- Outfielder
- Born: February 10, 1863 Beloit, Wisconsin
- Died: October 30, 1886 (aged 23) Mobile, Alabama
- Batted: LeftThrew: Unknown

MLB debut
- July 11, 1884, for the Chicago Browns

Last MLB appearance
- October 15, 1884, for the Baltimore Monumentals

MLB statistics
- Batting average: .267
- Runs: 23
- Games played: 42
- Stats at Baseball Reference

Teams
- Chicago Browns (1884); Baltimore Monumentals (1884);

= Bernie Graham =

American baseball player (1863–1886)

Bernard W. Graham (February 10, 1863– October 30, 1886) was an American Major League Baseball player who played one season in the Union Association. The Association lasted just one season, 1884, and Graham played one game for the Chicago Browns and 41 for the Baltimore Monumentals. He batted .267 for the year, scored 23 runs, and hit 11 doubles.
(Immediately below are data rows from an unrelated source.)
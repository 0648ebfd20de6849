//! MCP server implementation.
//!
//! `McpServer` owns the capability set built at startup. Every client
//! connection gets its own `McpSession` that shares those capabilities but
//! keeps its own protocol state. Requests on a session run concurrently, so
//! a `notifications/cancelled` can abort one that is still in flight.

use serde_json::Value;
use std::collections::HashMap;
use std::sync::atomic::{AtomicBool, Ordering};
use std::sync::Arc;
use tokio::sync::{mpsc, Mutex};
use tokio::task::{AbortHandle, JoinHandle, JoinSet};
use tracing::{debug, info, warn};

use crate::error::{Error, Result};
use crate::mcp::handler::{error_result, McpHandler};
use crate::mcp::prompts::{ListPromptsResult, PromptRegistry};
use crate::mcp::protocol::*;
use crate::mcp::transport::{Message, Transport};
use crate::VERSION;

/// MCP server.
pub struct McpServer {
    handler: Arc<McpHandler>,
    prompts: Arc<PromptRegistry>,
    info: ServerInfo,
}

impl McpServer {
    /// Create a new MCP server.
    pub fn new(handler: McpHandler, prompts: PromptRegistry, name: impl Into<String>) -> Self {
        Self {
            handler: Arc::new(handler),
            prompts: Arc::new(prompts),
            info: ServerInfo {
                name: name.into(),
                version: VERSION.to_string(),
            },
        }
    }

    /// Number of registered tools.
    pub fn tool_count(&self) -> usize {
        self.handler.tool_count()
    }

    /// Number of registered prompts.
    pub fn prompt_count(&self) -> usize {
        self.prompts.prompt_count()
    }

    /// Create a session that shares this server's capabilities.
    pub fn session(&self, id: impl Into<String>) -> McpSession {
        McpSession {
            id: id.into(),
            handler: Arc::clone(&self.handler),
            prompts: Arc::clone(&self.prompts),
            info: self.info.clone(),
            initialized: AtomicBool::new(false),
            in_flight: Mutex::new(HashMap::new()),
        }
    }

    /// Start `transport` and serve it on a background task.
    ///
    /// Fails if the transport cannot be started; afterwards the session runs
    /// until the client goes away.
    pub async fn connect<T>(&self, mut transport: T) -> Result<JoinHandle<()>>
    where
        T: Transport + 'static,
    {
        let session = Arc::new(self.session(transport.session_id()));
        let (incoming, outgoing) = transport.start().await?;
        info!("MCP session {} connected", session.id());

        Ok(tokio::spawn(async move {
            Arc::clone(&session).serve(incoming, outgoing).await;
            if let Err(e) = transport.stop().await {
                warn!("Error stopping transport for {}: {}", session.id(), e);
            }
            info!("MCP session {} closed", session.id());
        }))
    }
}

/// Protocol state for one connected client.
pub struct McpSession {
    id: String,
    handler: Arc<McpHandler>,
    prompts: Arc<PromptRegistry>,
    info: ServerInfo,
    initialized: AtomicBool,
    in_flight: Mutex<HashMap<RequestId, AbortHandle>>,
}

impl McpSession {
    /// Session identifier.
    pub fn id(&self) -> &str {
        &self.id
    }

    /// Whether the client has sent `notifications/initialized`.
    pub fn is_initialized(&self) -> bool {
        self.initialized.load(Ordering::SeqCst)
    }

    /// Process messages until the inbound channel ends or the client disconnects.
    ///
    /// Each request is handled on its own task. When the inbound channel ends,
    /// requests already accepted still get their responses; when the client
    /// disconnects they are aborted.
    pub async fn serve(
        self: Arc<Self>,
        mut incoming: mpsc::Receiver<Message>,
        outgoing: mpsc::Sender<Message>,
    ) {
        let mut tasks = JoinSet::new();

        loop {
            tokio::select! {
                msg = incoming.recv() => match msg {
                    Some(Message::Request(req)) => self.dispatch(&mut tasks, req, &outgoing).await,
                    Some(Message::Notification(notif)) => self.handle_notification(notif).await,
                    Some(Message::Response(_)) => warn!("Received unexpected response"),
                    None => {
                        tokio::select! {
                            _ = async { while tasks.join_next().await.is_some() {} } => {}
                            _ = outgoing.closed() => tasks.abort_all(),
                        }
                        break;
                    }
                },
                Some(_) = tasks.join_next(), if !tasks.is_empty() => {}
                _ = outgoing.closed() => {
                    debug!("Client for session {} disconnected", self.id);
                    tasks.abort_all();
                    break;
                }
            }
        }

        self.in_flight.lock().await.clear();
    }

    async fn dispatch(
        self: &Arc<Self>,
        tasks: &mut JoinSet<()>,
        req: JsonRpcRequest,
        outgoing: &mpsc::Sender<Message>,
    ) {
        let id = req.id.clone();
        let session = Arc::clone(self);
        let outgoing = outgoing.clone();

        // Registered under the lock so the task cannot finish before it is tracked.
        let mut in_flight = self.in_flight.lock().await;
        let handle = tasks.spawn(async move {
            let response = session.handle_request(req).await;
            session.in_flight.lock().await.remove(&response.id);
            if outgoing.send(Message::Response(response)).await.is_err() {
                debug!("Dropped response on closed session {}", session.id);
            }
        });
        if let Some(previous) = in_flight.insert(id.clone(), handle) {
            warn!("Request id {} reused while still in flight", id);
            previous.abort();
        }
    }

    /// Handle a JSON-RPC request.
    pub async fn handle_request(&self, req: JsonRpcRequest) -> JsonRpcResponse {
        debug!("Handling request: {} (id: {})", req.method, req.id);
        if !self.is_initialized() && !matches!(req.method.as_str(), "initialize" | "ping") {
            debug!("{} received before initialization on {}", req.method, self.id);
        }

        let result = match req.method.as_str() {
            "initialize" => self.handle_initialize(),
            "ping" => Ok(serde_json::json!({})),
            "tools/list" => self.handle_list_tools(),
            "tools/call" => self.handle_call_tool(req.params).await,
            "prompts/list" => self.handle_list_prompts(),
            "prompts/get" => self.handle_get_prompt(req.params),
            _ => Err(Error::MethodNotFound(req.method.clone())),
        };

        match result {
            Ok(value) => JsonRpcResponse::success(req.id, value),
            Err(e) => JsonRpcResponse::failure(req.id, JsonRpcError::from(&e)),
        }
    }

    /// Handle a notification.
    pub async fn handle_notification(&self, notif: JsonRpcNotification) {
        debug!("Handling notification: {}", notif.method);

        match notif.method.as_str() {
            "notifications/initialized" => {
                self.initialized.store(true, Ordering::SeqCst);
                info!("Client initialized on session {}", self.id);
            }
            "notifications/cancelled" => {
                let Some(cancel) = notif
                    .params
                    .and_then(|p| serde_json::from_value::<CancelledParams>(p).ok())
                else {
                    warn!("Ignoring malformed cancellation on session {}", self.id);
                    return;
                };

                match self.in_flight.lock().await.remove(&cancel.request_id) {
                    Some(handle) => {
                        handle.abort();
                        info!(
                            "Cancelled request {} ({})",
                            cancel.request_id,
                            cancel.reason.as_deref().unwrap_or("no reason given")
                        );
                    }
                    None => debug!("Request {} is not in flight", cancel.request_id),
                }
            }
            _ => {
                debug!("Unknown notification: {}", notif.method);
            }
        }
    }

    fn handle_initialize(&self) -> Result<Value> {
        let result = InitializeResult::new(self.info.clone());
        Ok(serde_json::to_value(result)?)
    }

    fn handle_list_tools(&self) -> Result<Value> {
        let result = ListToolsResult {
            tools: self.handler.list_tools(),
        };
        Ok(serde_json::to_value(result)?)
    }

    async fn handle_call_tool(&self, params: Option<Value>) -> Result<Value> {
        let params: CallToolParams = parse_params(params)?;

        let handler = self
            .handler
            .get_tool(&params.name)
            .ok_or_else(|| Error::ToolNotFound(params.name.clone()))?;

        let result = match handler.execute(params.arguments).await {
            Ok(result) => result,
            Err(e @ Error::InvalidArguments(_)) => return Err(e),
            Err(e) => {
                warn!("Tool {} failed: {}", params.name, e);
                error_result(e.to_string())
            }
        };
        Ok(serde_json::to_value(result)?)
    }

    fn handle_list_prompts(&self) -> Result<Value> {
        let result = ListPromptsResult {
            prompts: self.prompts.list(),
            next_cursor: None,
        };
        Ok(serde_json::to_value(result)?)
    }

    fn handle_get_prompt(&self, params: Option<Value>) -> Result<Value> {
        #[derive(serde::Deserialize)]
        struct GetPromptParams {
            name: String,
            #[serde(default)]
            arguments: HashMap<String, String>,
        }

        let params: GetPromptParams = parse_params(params)?;
        let result = self.prompts.get(&params.name, &params.arguments)?;
        Ok(serde_json::to_value(result)?)
    }
}

fn parse_params<T: serde::de::DeserializeOwned>(params: Option<Value>) -> Result<T> {
    params
        .ok_or_else(|| Error::InvalidArguments("Missing params".to_string()))
        .and_then(|v| serde_json::from_value(v).map_err(|e| Error::InvalidArguments(e.to_string())))
}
Graham died at the age of 23 in Mobile, Alabama from typhoid fever, and is interred at Catholic Cemetery in Mobile / Catholic Cemetery, Beloit, Rock County, Wisconsin.

==Death==
Death notice taken from the Beloit Weekly Free Press, from November 11, 1886, page 3

The remains of Mr. Barney Graham arrived in the city Thursday from Mobile, Alabama. Deceased was a professional baseball player in the South and died of a fever. His parents live four miles west of the city and came to Wisconsin from the East about two years ago. The remains will be buried in this city.

==Grave==

Rhode Island Birth Index, 1863.

Name: Graham, Bernard; Sex: Male; Birthdate: 02 10 63 [February 10, 1863]; Father: Thomas; Mother: Rose; Bk-Pg-Ct: 63-113-03.